Dataset –

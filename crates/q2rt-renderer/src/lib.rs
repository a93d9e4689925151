#![allow(clippy::too_many_arguments, clippy::needless_range_loop, clippy::float_cmp)]
// BSP map loading and ray-tracing geometry pipeline.
//
// The pipeline runs strictly forward: file bytes -> typed lumps ->
// per-leaf meshes -> bottom-level acceleration structures.

// Vulkan backend (concrete collaborator implementations)
pub mod vulkan;

// Map pipeline modules
pub mod rt_local;
pub mod rt_model;
pub mod rt_light;
pub mod rt_surf;
pub mod rt_image;
pub mod rt_accel;
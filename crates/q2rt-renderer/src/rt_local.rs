// rt_local.rs — in-memory map types and collaborator interfaces shared by
// the loader, the geometry assembler and the acceleration-structure builder

use bytemuck::{Pod, Zeroable};
use q2rt_common::q_shared::{SurfFlags, Vec3};

// =============================================================
//  Decoded (in-memory) map records
//
//  Disk records (qfiles.rs D* structs) are endian-corrected and
//  widened into these during lump decoding. Cross references are
//  kept as indices, never pointers.
// =============================================================

#[derive(Debug, Clone, Copy, Default)]
pub struct MVertex {
    pub position: Vec3,
}

#[derive(Debug, Clone, Copy, Default)]
pub struct MEdge {
    pub v: [u16; 2],
}

#[derive(Debug, Clone, Copy, Default)]
pub struct MPlane {
    pub normal: Vec3,
    pub dist: f32,
    pub plane_type: u8,
    pub signbits: u8,
}

#[derive(Debug, Clone, Default)]
pub struct MTexInfo {
    pub vecs: [[f32; 4]; 2],
    pub flags: SurfFlags,
    pub value: i32,
    /// Full texture path, "textures/<name>.wal".
    pub name: String,
    /// Pixel dimensions of the resolved texture, if it could be loaded.
    pub image: Option<ImageDims>,
}

#[derive(Debug, Clone, Copy, Default)]
pub struct MSurface {
    pub planenum: u16,
    pub side: i16,
    pub firstedge: i32,
    pub numedges: i32,
    pub texinfo: i32,
    pub styles: [u8; 4],
    pub lightofs: i32,
}

#[derive(Debug, Clone, Copy, Default)]
pub struct MLeaf {
    pub contents: i32,
    pub cluster: i32,
    pub area: i32,
    pub mins: [i16; 3],
    pub maxs: [i16; 3],
    pub firstleafface: u16,
    pub numleaffaces: u16,
}

#[derive(Debug, Clone, Copy, Default)]
pub struct MNode {
    pub planenum: i32,
    /// Negative child encodes a leaf: leaf index = -1 - child.
    pub children: [i32; 2],
    pub mins: [i16; 3],
    pub maxs: [i16; 3],
    pub firstface: u16,
    pub numfaces: u16,
}

#[derive(Debug, Clone, Copy, Default)]
pub struct MModel {
    pub mins: Vec3,
    pub maxs: Vec3,
    pub origin: Vec3,
    pub radius: f32,
    pub headnode: i32,
    pub firstface: i32,
    pub numfaces: i32,
}

/// Compressed visibility data with an owned per-cluster offset table
/// indexed `[cluster][DVIS_PVS | DVIS_PHS]`.
#[derive(Debug, Clone, Default)]
pub struct VisData {
    pub numclusters: usize,
    pub bitofs: Vec<[i32; 2]>,
    /// Raw visibility lump bytes; bitofs entries index into this.
    pub data: Vec<u8>,
}

// =============================================================
//  Computed leaf geometry
// =============================================================

/// Output vertex format for leaf meshes.
#[repr(C)]
#[derive(Debug, Clone, Copy, Default, Pod, Zeroable)]
pub struct Vertex3D {
    /// Position in renderer space.
    pub position: [f32; 3],
    /// Diffuse texture coordinates.
    pub uv0: [f32; 2],
    /// Lightmap-density coordinates.
    pub uv1: [f32; 2],
    pub normal: [f32; 3],
    pub tangent: [f32; 3],
}

impl Vertex3D {
    pub const SIZE: usize = std::mem::size_of::<Self>();
}

/// One independent triangle mesh per BSP leaf.
#[derive(Debug, Clone, Default)]
pub struct LeafGeometry {
    pub leaf: usize,
    pub cluster: i32,
    pub area: i32,
    pub vertices: Vec<Vertex3D>,
    pub indices: Vec<u32>,
}

// =============================================================
//  Collaborator interfaces
//
//  The loader reaches engine services only through these traits,
//  so the pipeline is testable with fakes.
// =============================================================

#[derive(Debug, Clone, Copy, PartialEq, Eq, Hash)]
pub enum ImageType {
    Wall,
    Sky,
}

#[derive(Debug, Clone, Copy, PartialEq, Eq)]
pub struct ImageDims {
    pub width: u32,
    pub height: u32,
}

/// Texture size used for UV normalization when a texture cannot be loaded.
pub const DEFAULT_IMAGE_DIMS: ImageDims = ImageDims { width: 256, height: 256 };

/// Diagnostic output, the injected stand-in for the engine's vid_printf.
pub trait RefImport: Sync {
    fn con_printf(&self, print_level: i32, msg: &str);
}

/// Texture resolution by name and usage kind; reports pixel dimensions.
pub trait TextureLoader {
    fn find_image(&mut self, name: &str, kind: ImageType) -> Option<ImageDims>;
}

/// RefImport that writes to stdout, skipping developer-level chatter
/// unless enabled.
pub struct ConsoleRefImport {
    pub developer: bool,
}

impl RefImport for ConsoleRefImport {
    fn con_printf(&self, print_level: i32, msg: &str) {
        if print_level == q2rt_common::q_shared::PRINT_DEVELOPER && !self.developer {
            return;
        }
        print!("{}", msg);
    }
}

// =============================================================
//  Test fakes
// =============================================================


#[cfg(test)]
mod tests {
    use super::*;

    #[test]
    fn vertex3d_is_tightly_packed() {
        // 13 f32 fields, no padding — required for direct GPU upload
        assert_eq!(Vertex3D::SIZE, 13 * 4);
    }

    #[test]
    fn default_image_dims() {
        assert_eq!(DEFAULT_IMAGE_DIMS.width, 256);
        assert_eq!(DEFAULT_IMAGE_DIMS.height, 256);
    }
}
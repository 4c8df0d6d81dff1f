use serde::{Deserialize, Serialize};
use uuid::Uuid;
use std::fmt;

// ============================================================================
// Construction Guards - Field validation shared by every aggregate
// ============================================================================
//
// Factories run every guard and hand the results to `join`, so a caller
// sees all failing fields at once instead of only the first one.
//
// ============================================================================

/// A single failed field check
#[derive(Debug, Clone, PartialEq, Eq, Serialize, Deserialize, thiserror::Error)]
pub enum GuardError {
    #[error("value is required: {field}")]
    Required { field: String },

    #[error("value is invalid: {field}: {reason}")]
    Invalid { field: String, reason: String },

    #[error("{entity} was not constructed through its factory")]
    NotConstructed { entity: String },
}

impl GuardError {
    pub fn required(field: impl Into<String>) -> Self {
        Self::Required { field: field.into() }
    }

    pub fn invalid(field: impl Into<String>, reason: impl Into<String>) -> Self {
        Self::Invalid {
            field: field.into(),
            reason: reason.into(),
        }
    }

    pub fn not_constructed(entity: impl Into<String>) -> Self {
        Self::NotConstructed { entity: entity.into() }
    }
}

/// Every guard failure collected by a factory, in check order
#[derive(Debug, Clone, PartialEq, Eq, Serialize, Deserialize)]
pub struct ValidationErrors {
    errors: Vec<GuardError>,
}

impl ValidationErrors {
    pub fn errors(&self) -> &[GuardError] {
        &self.errors
    }

    pub fn len(&self) -> usize {
        self.errors.len()
    }

    pub fn is_empty(&self) -> bool {
        self.errors.is_empty()
    }

    /// Append the failures of a nested factory (e.g. a default compartment)
    pub fn extend(&mut self, other: ValidationErrors) {
        self.errors.extend(other.errors);
    }

    pub fn contains(&self, error: &GuardError) -> bool {
        self.errors.contains(error)
    }
}

impl From<GuardError> for ValidationErrors {
    fn from(error: GuardError) -> Self {
        Self { errors: vec![error] }
    }
}

impl fmt::Display for ValidationErrors {
    fn fmt(&self, f: &mut fmt::Formatter<'_>) -> fmt::Result {
        let messages: Vec<String> = self.errors.iter().map(ToString::to_string).collect();
        write!(f, "{}", messages.join("; "))
    }
}

impl std::error::Error for ValidationErrors {}

/// Collect every failed check; `Ok(())` when all of them passed
pub fn join<I>(checks: I) -> Result<(), ValidationErrors>
where
    I: IntoIterator<Item = Result<(), GuardError>>,
{
    let errors: Vec<GuardError> = checks.into_iter().filter_map(Result::err).collect();

    if errors.is_empty() {
        Ok(())
    } else {
        Err(ValidationErrors { errors })
    }
}

/// Fold a nested factory result into a set of collected checks
pub fn join_nested<I>(checks: I, nested: Result<(), ValidationErrors>) -> Result<(), ValidationErrors>
where
    I: IntoIterator<Item = Result<(), GuardError>>,
{
    match (join(checks), nested) {
        (Ok(()), Ok(())) => Ok(()),
        (Err(errors), Ok(())) | (Ok(()), Err(errors)) => Err(errors),
        (Err(mut errors), Err(nested)) => {
            errors.extend(nested);
            Err(errors)
        }
    }
}

// ============================================================================
// Individual Guards
// ============================================================================

pub fn require_id(field: &str, id: Uuid) -> Result<(), GuardError> {
    if id.is_nil() {
        return Err(GuardError::required(field));
    }
    Ok(())
}

pub fn require_text(field: &str, value: &str) -> Result<(), GuardError> {
    if value.trim().is_empty() {
        return Err(GuardError::required(field));
    }
    Ok(())
}

pub fn require_positive(field: &str, value: i32) -> Result<(), GuardError> {
    if value <= 0 {
        return Err(GuardError::invalid(field, format!("must be greater than 0, got {}", value)));
    }
    Ok(())
}

pub fn require_in_range(field: &str, value: i32, min: i32, max: i32) -> Result<(), GuardError> {
    if value < min || value > max {
        return Err(GuardError::invalid(
            field,
            format!("must be between {} and {}, got {}", min, max, value),
        ));
    }
    Ok(())
}

// ============================================================================
// Unit Tests
// ============================================================================

#[cfg(test)]
mod tests {
    use super::*;

    #[test]
    fn test_join_returns_ok_when_all_checks_pass() {
        let result = join([require_text("name", "bag"), require_positive("volume", 3)]);
        assert!(result.is_ok());
    }

    #[test]
    fn test_join_collects_every_failure_in_order() {
        let errors = join([
            require_id("id", Uuid::nil()),
            require_text("name", "  "),
            require_positive("volume", 0),
        ])
        .unwrap_err();

        assert_eq!(errors.len(), 3);
        assert_eq!(errors.errors()[0], GuardError::required("id"));
        assert_eq!(errors.errors()[1], GuardError::required("name"));
        assert!(matches!(errors.errors()[2], GuardError::Invalid { ref field, .. } if field == "volume"));
    }

    #[test]
    fn test_display_joins_all_messages() {
        let errors = join([require_id("id", Uuid::nil()), require_positive("speed", -1)]).unwrap_err();
        let text = errors.to_string();

        assert!(text.contains("value is required: id"));
        assert!(text.contains("value is invalid: speed"));
        assert!(text.contains("; "));
    }

    #[test]
    fn test_join_nested_merges_both_sides() {
        let nested = join([require_text("storage place name", "")]);
        let errors = join_nested([require_positive("speed", 0)], nested).unwrap_err();

        assert_eq!(errors.len(), 2);
        assert!(errors.contains(&GuardError::required("storage place name")));
    }

    #[test]
    fn test_require_in_range_bounds_are_inclusive() {
        assert!(require_in_range("x", 0, 0, 10).is_ok());
        assert!(require_in_range("x", 10, 0, 10).is_ok());
        assert!(require_in_range("x", 11, 0, 10).is_err());
        assert!(require_in_range("x", -1, 0, 10).is_err());
    }
}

What is being asked – Among the lines above, which hold the word "acceleration"? Report each one.

Your response –
// per-leaf meshes -> bottom-level acceleration structures.
// the loader, the geometry assembler and the acceleration-structure builder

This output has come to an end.